Noting the absence of information in the Government’s report, the Committee once again reminds the Government that the Convention applies to all branches of economic activity and that it covers every kind of employment or work, including work performed by children and young persons in the absence of a contractual employment relationship. The Committee therefore encourages the Government to take measures to extend the applicability of the minimum age provisions (16 years) to all sectors of economic activity and all forms of work, including children who are self-employed.
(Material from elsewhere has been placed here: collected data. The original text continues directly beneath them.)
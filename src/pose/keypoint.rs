use serde::ser::{Serialize, SerializeMap, Serializer};

/// 追跡する12関節（肩・肘・手首・腰・膝・足首 × 左右）
#[derive(Debug, Clone, Copy, PartialEq, Eq, Hash)]
#[repr(usize)]
pub enum Joint {
    LeftShoulder = 0,
    RightShoulder = 1,
    LeftElbow = 2,
    RightElbow = 3,
    LeftWrist = 4,
    RightWrist = 5,
    LeftHip = 6,
    RightHip = 7,
    LeftKnee = 8,
    RightKnee = 9,
    LeftAnkle = 10,
    RightAnkle = 11,
}

impl Joint {
    pub const COUNT: usize = 12;

    pub const ALL: [Joint; Joint::COUNT] = [
        Joint::LeftShoulder,
        Joint::RightShoulder,
        Joint::LeftElbow,
        Joint::RightElbow,
        Joint::LeftWrist,
        Joint::RightWrist,
        Joint::LeftHip,
        Joint::RightHip,
        Joint::LeftKnee,
        Joint::RightKnee,
        Joint::LeftAnkle,
        Joint::RightAnkle,
    ];

    /// 出力JSONのキー名
    pub fn as_str(&self) -> &'static str {
        match self {
            Joint::LeftShoulder => "leftShoulder",
            Joint::RightShoulder => "rightShoulder",
            Joint::LeftElbow => "leftElbow",
            Joint::RightElbow => "rightElbow",
            Joint::LeftWrist => "leftWrist",
            Joint::RightWrist => "rightWrist",
            Joint::LeftHip => "leftHip",
            Joint::RightHip => "rightHip",
            Joint::LeftKnee => "leftKnee",
            Joint::RightKnee => "rightKnee",
            Joint::LeftAnkle => "leftAnkle",
            Joint::RightAnkle => "rightAnkle",
        }
    }

    /// BlazePose 33点トポロジーでのインデックス
    pub fn blazepose_index(&self) -> usize {
        match self {
            Joint::LeftShoulder => 11,
            Joint::RightShoulder => 12,
            Joint::LeftElbow => 13,
            Joint::RightElbow => 14,
            Joint::LeftWrist => 15,
            Joint::RightWrist => 16,
            Joint::LeftHip => 23,
            Joint::RightHip => 24,
            Joint::LeftKnee => 25,
            Joint::RightKnee => 26,
            Joint::LeftAnkle => 27,
            Joint::RightAnkle => 28,
        }
    }
}

/// フレーム全体に対する正規化座標 (0.0〜1.0)
#[derive(Debug, Clone, Copy, PartialEq, serde::Serialize)]
pub struct LandmarkPoint {
    pub x: f32,
    pub y: f32,
}

impl LandmarkPoint {
    pub fn new(x: f32, y: f32) -> Self {
        Self { x, y }
    }

    /// 範囲外の値を [0, 1] に丸める
    pub fn clamped(x: f32, y: f32) -> Self {
        Self {
            x: x.clamp(0.0, 1.0),
            y: y.clamp(0.0, 1.0),
        }
    }

    pub fn to_pixel(&self, width: u32, height: u32) -> (f32, f32) {
        (self.x * width as f32, self.y * height as f32)
    }

    pub fn distance(&self, other: &LandmarkPoint) -> f32 {
        ((self.x - other.x).powi(2) + (self.y - other.y).powi(2)).sqrt()
    }

    pub fn midpoint(&self, other: &LandmarkPoint) -> LandmarkPoint {
        LandmarkPoint::new((self.x + other.x) / 2.0, (self.y + other.y) / 2.0)
    }
}

/// 12関節の検出結果。未検出の関節は None
#[derive(Debug, Clone, Default, PartialEq)]
pub struct Landmarks {
    pub points: [Option<LandmarkPoint>; Joint::COUNT],
}

impl Landmarks {
    pub fn empty() -> Self {
        Self::default()
    }

    pub fn get(&self, joint: Joint) -> Option<LandmarkPoint> {
        self.points[joint as usize]
    }

    pub fn set(&mut self, joint: Joint, point: Option<LandmarkPoint>) {
        self.points[joint as usize] = point;
    }

    pub fn with(mut self, joint: Joint, x: f32, y: f32) -> Self {
        self.set(joint, Some(LandmarkPoint::new(x, y)));
        self
    }

    /// 検出された関節数
    pub fn count(&self) -> usize {
        self.points.iter().filter(|p| p.is_some()).count()
    }

    pub fn is_empty(&self) -> bool {
        self.count() == 0
    }

    pub fn iter(&self) -> impl Iterator<Item = (Joint, LandmarkPoint)> + '_ {
        Joint::ALL
            .iter()
            .filter_map(move |&j| self.get(j).map(|p| (j, p)))
    }

    /// 姿勢品質スコア
    ///
    /// 検出関節数 + 両肩ボーナス3 + 手首ボーナス2
    pub fn quality(&self) -> u32 {
        let mut score = self.count() as u32;
        if self.get(Joint::LeftShoulder).is_some() && self.get(Joint::RightShoulder).is_some() {
            score += 3;
        }
        if self.get(Joint::LeftWrist).is_some() || self.get(Joint::RightWrist).is_some() {
            score += 2;
        }
        score
    }

    /// 左右の中点。どちらか欠けていれば None
    pub fn center(&self, left: Joint, right: Joint) -> Option<LandmarkPoint> {
        Some(self.get(left)?.midpoint(&self.get(right)?))
    }

    pub fn shoulder_center(&self) -> Option<LandmarkPoint> {
        self.center(Joint::LeftShoulder, Joint::RightShoulder)
    }

    pub fn hip_center(&self) -> Option<LandmarkPoint> {
        self.center(Joint::LeftHip, Joint::RightHip)
    }

    pub fn knee_center(&self) -> Option<LandmarkPoint> {
        self.center(Joint::LeftKnee, Joint::RightKnee)
    }

    /// 肩幅（正規化座標）
    pub fn shoulder_width(&self) -> Option<f32> {
        Some(self.get(Joint::LeftShoulder)?.distance(&self.get(Joint::RightShoulder)?))
    }
}

impl Serialize for Landmarks {
    fn serialize<S: Serializer>(&self, serializer: S) -> Result<S::Ok, S::Error> {
        let mut map = serializer.serialize_map(Some(Joint::COUNT))?;
        for joint in Joint::ALL {
            map.serialize_entry(joint.as_str(), &self.get(joint))?;
        }
        map.end()
    }
}

/// サンプリングされた1フレーム分の姿勢
#[derive(Debug, Clone, PartialEq, serde::Serialize)]
pub struct PoseFrame {
    #[serde(rename = "idx")]
    pub index: usize,
    #[serde(rename = "timestampSec")]
    pub timestamp_sec: f64,
    #[serde(rename = "pose")]
    pub landmarks: Landmarks,
}

impl PoseFrame {
    pub fn new(index: usize, timestamp_sec: f64, landmarks: Landmarks) -> Self {
        Self {
            index,
            timestamp_sec,
            landmarks,
        }
    }
}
The Committee requests the Government to provide information on the progress made in this regard.

2. Minimum age for admission to employment or work. The Committee had previously noted that, according to section 46(2) of the Labour Code, a person attains working capacity at the age of 16. It had noted, however, that section 46(3) allows children of over 15 years of age to conclude work contracts with the written permission of their parents, or legal representatives, provided that this does not impair their health, education, development or vocational training. The Committee noted that, at the time of ratification, the Government declared 16 years to be the minimum age for admission to employment, and noted the Government’s indication that it was in the process of amending the Labour Code, in such a way as to provide a unique employment age of 16 years. Noting the absence of information on this point in the Government’s report, the Committee once again requests the Government to provide information on any amendments made to the Labour Code with a view to setting the minimum age for admission to employment or work in any occupation at 16. It also requests the Government to supply a copy of this act, once amended.
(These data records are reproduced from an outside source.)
use image::{imageops, imageops::FilterType, Rgb, RgbImage};
use ndarray::Array4;

use super::keypoint::LandmarkPoint;

/// 推論前の拡大。factor <= 1.0 ならそのままコピー
pub fn upscale(image: &RgbImage, factor: f32) -> RgbImage {
    if factor <= 1.0 || !factor.is_finite() {
        return image.clone();
    }
    let w = ((image.width() as f32 * factor).round() as u32).max(1);
    let h = ((image.height() as f32 * factor).round() as u32).max(1);
    imageops::resize(image, w, h, FilterType::Triangle)
}

/// アスペクト比を保って幅を揃える
pub fn resize_to_width(image: &RgbImage, width: u32) -> RgbImage {
    if width == 0 || image.width() == width {
        return image.clone();
    }
    let height = ((image.height() as u64 * width as u64) as f64 / image.width().max(1) as f64)
        .round()
        .max(1.0) as u32;
    imageops::resize(image, width, height, FilterType::Triangle)
}

/// レターボックス変換の情報（入力テンソル座標 → 元画像座標）
#[derive(Debug, Clone, Copy, PartialEq)]
pub struct LetterboxInfo {
    pub scale: f32,
    pub pad_x: f32,
    pub pad_y: f32,
    pub src_width: u32,
    pub src_height: u32,
    pub input_size: u32,
}

/// RGB画像をBlazePose系ランドマークモデルの入力テンソルに変換
///
/// - アスペクト比を保って input_size×input_size にレターボックス
/// - [1, S, S, 3] の f32 テンソル (0.0-1.0)
pub fn preprocess_for_landmarks(image: &RgbImage, input_size: u32) -> (Array4<f32>, LetterboxInfo) {
    let src_w = image.width().max(1);
    let src_h = image.height().max(1);
    let scale = input_size as f32 / src_w.max(src_h) as f32;
    let new_w = ((src_w as f32 * scale).round() as u32).clamp(1, input_size);
    let new_h = ((src_h as f32 * scale).round() as u32).clamp(1, input_size);
    let pad_x = (input_size - new_w) / 2;
    let pad_y = (input_size - new_h) / 2;

    let resized = imageops::resize(image, new_w, new_h, FilterType::Triangle);
    let mut canvas = RgbImage::from_pixel(input_size, input_size, Rgb([0, 0, 0]));
    imageops::replace(&mut canvas, &resized, pad_x as i64, pad_y as i64);

    let s = input_size as usize;
    let mut tensor = Array4::<f32>::zeros((1, s, s, 3));
    for (x, y, pixel) in canvas.enumerate_pixels() {
        for c in 0..3 {
            tensor[[0, y as usize, x as usize, c]] = f32::from(pixel[c]) / 255.0;
        }
    }

    let info = LetterboxInfo {
        scale,
        pad_x: pad_x as f32,
        pad_y: pad_y as f32,
        src_width: src_w,
        src_height: src_h,
        input_size,
    };
    (tensor, info)
}

impl LetterboxInfo {
    /// 入力テンソル上のピクセル座標を元画像の正規化座標へ
    pub fn to_source(&self, tx: f32, ty: f32) -> LandmarkPoint {
        let sx = (tx - self.pad_x) / self.scale;
        let sy = (ty - self.pad_y) / self.scale;
        LandmarkPoint::clamped(sx / self.src_width as f32, sy / self.src_height as f32)
    }
}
Article 6. Apprenticeship. The Committee previously requested the Government to provide a copy of the Law on Education of 1995. The Committee notes that section 21 (2) of the Law of Education states that the Government guarantees the teaching of professions to gymnasium graduates (grades 5 through 9) who have not reached the age of sixteen and who do not attend lyceum (general secondary schools, grades 10 through 12). The Committee also notes that, pursuant to section 21(9) of the Law on Education, the practical experience period provided for pupils enrolled in vocational secondary education is carried out on a contractual basis at state and private enterprises, and that pursuant to section 21(10), state owned economic agents with more than 20 employees are obliged to offer working places for this period of practical experience and apprenticeships. The Committee further notes the information in the Government’s report to the Committee on the Rights of the Child (CRC) of 10 July 2008 that a National Coordinating Council in Secondary Vocational Education was established, and that this body has drafted a development strategy for 2006-2016 (CRC/C/MDA/3, paragraph 348).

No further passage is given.